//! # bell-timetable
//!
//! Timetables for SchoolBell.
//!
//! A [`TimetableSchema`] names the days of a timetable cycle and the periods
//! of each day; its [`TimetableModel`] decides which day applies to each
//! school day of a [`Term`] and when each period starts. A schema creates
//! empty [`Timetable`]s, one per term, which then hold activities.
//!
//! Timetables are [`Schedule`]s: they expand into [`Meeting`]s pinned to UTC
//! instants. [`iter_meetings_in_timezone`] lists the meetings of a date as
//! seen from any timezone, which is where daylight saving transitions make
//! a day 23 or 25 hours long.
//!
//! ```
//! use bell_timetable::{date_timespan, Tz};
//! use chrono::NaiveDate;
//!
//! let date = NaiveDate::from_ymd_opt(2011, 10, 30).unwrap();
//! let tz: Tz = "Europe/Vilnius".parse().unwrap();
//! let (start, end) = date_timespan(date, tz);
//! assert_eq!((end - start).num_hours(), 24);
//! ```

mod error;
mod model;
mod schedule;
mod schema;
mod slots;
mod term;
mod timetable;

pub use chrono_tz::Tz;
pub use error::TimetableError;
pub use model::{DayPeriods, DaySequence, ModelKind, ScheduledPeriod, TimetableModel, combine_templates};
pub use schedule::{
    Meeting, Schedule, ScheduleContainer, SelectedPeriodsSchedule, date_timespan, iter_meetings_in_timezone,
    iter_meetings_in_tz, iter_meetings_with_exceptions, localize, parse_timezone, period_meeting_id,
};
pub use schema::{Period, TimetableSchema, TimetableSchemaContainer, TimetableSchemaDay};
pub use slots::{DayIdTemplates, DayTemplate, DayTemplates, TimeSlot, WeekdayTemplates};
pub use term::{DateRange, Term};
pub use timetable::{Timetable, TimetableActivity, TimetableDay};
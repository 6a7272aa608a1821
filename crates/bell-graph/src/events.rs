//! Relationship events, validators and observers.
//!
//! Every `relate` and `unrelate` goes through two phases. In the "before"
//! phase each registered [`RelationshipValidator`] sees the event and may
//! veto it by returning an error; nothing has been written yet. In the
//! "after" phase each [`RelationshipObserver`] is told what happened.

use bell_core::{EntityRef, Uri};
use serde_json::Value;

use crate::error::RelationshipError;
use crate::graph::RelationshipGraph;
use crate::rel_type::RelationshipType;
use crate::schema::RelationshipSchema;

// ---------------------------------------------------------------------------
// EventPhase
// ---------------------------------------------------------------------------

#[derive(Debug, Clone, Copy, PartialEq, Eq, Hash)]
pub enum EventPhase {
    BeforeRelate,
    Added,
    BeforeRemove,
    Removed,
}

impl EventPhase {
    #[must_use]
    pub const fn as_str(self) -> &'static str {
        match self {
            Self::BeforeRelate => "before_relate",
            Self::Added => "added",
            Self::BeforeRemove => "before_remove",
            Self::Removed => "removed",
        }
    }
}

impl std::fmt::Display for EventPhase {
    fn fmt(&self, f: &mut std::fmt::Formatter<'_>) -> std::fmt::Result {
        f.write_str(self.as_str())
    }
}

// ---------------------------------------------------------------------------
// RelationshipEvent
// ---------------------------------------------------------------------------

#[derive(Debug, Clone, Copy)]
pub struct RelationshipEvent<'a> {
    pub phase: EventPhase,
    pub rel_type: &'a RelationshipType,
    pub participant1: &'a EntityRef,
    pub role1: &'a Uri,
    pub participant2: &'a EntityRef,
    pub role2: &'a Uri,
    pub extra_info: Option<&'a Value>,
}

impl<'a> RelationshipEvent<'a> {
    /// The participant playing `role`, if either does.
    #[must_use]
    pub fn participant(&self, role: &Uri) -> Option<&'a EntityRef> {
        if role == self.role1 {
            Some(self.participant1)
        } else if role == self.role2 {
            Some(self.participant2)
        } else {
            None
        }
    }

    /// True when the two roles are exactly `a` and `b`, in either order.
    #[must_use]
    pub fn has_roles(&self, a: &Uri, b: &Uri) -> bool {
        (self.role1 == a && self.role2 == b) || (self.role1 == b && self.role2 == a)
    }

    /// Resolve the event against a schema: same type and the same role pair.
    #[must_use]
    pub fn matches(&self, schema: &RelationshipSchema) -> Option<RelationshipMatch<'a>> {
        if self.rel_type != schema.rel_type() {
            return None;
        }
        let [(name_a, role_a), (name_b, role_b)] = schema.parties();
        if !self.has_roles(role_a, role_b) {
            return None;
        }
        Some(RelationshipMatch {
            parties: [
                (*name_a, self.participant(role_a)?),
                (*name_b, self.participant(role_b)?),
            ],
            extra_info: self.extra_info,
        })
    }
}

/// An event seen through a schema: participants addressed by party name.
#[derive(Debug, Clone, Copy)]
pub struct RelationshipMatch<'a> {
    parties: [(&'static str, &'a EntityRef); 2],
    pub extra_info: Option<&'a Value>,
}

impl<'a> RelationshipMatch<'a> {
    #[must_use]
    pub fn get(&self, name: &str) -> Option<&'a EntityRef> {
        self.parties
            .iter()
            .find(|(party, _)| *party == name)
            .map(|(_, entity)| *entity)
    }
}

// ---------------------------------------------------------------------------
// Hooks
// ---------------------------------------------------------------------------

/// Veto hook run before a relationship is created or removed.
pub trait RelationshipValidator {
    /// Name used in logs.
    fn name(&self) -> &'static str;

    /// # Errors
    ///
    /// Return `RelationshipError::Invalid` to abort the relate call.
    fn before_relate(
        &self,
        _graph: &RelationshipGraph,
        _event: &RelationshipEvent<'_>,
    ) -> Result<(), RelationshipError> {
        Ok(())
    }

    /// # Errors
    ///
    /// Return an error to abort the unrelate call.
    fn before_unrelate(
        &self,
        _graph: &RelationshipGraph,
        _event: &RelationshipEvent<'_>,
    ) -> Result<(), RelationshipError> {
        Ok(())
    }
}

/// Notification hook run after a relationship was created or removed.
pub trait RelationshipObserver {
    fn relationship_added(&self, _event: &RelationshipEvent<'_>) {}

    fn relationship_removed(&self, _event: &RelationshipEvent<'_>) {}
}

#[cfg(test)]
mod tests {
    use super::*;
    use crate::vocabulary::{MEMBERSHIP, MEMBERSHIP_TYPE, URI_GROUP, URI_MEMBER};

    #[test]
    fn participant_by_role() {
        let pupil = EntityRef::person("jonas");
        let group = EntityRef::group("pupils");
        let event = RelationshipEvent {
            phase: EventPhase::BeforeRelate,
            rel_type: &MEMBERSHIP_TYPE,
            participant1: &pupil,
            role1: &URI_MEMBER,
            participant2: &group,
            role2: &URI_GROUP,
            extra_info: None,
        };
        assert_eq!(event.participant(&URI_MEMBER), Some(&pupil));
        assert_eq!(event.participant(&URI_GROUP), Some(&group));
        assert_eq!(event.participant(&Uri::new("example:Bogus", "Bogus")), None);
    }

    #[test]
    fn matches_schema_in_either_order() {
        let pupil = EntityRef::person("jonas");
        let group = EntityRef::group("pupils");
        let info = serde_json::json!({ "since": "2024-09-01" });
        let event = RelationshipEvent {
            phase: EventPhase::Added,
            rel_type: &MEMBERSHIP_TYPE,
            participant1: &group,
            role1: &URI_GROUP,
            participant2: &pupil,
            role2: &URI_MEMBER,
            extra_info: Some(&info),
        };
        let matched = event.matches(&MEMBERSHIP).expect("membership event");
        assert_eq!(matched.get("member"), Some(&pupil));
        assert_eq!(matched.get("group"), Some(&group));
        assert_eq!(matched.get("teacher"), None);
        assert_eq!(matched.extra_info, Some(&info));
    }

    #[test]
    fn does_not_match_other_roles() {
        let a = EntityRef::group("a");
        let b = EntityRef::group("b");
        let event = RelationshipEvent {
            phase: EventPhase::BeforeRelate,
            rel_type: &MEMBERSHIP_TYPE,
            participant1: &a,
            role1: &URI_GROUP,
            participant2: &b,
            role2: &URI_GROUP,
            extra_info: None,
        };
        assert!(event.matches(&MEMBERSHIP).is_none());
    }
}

__Problem to solve__:
Once you find the string "static" in a line of the records, copy that line.

__Solution for this exercise__:
    pub const fn as_str(self) -> &'static str {
    parties: [(&'static str, &'a EntityRef); 2],
    fn name(&self) -> &'static str;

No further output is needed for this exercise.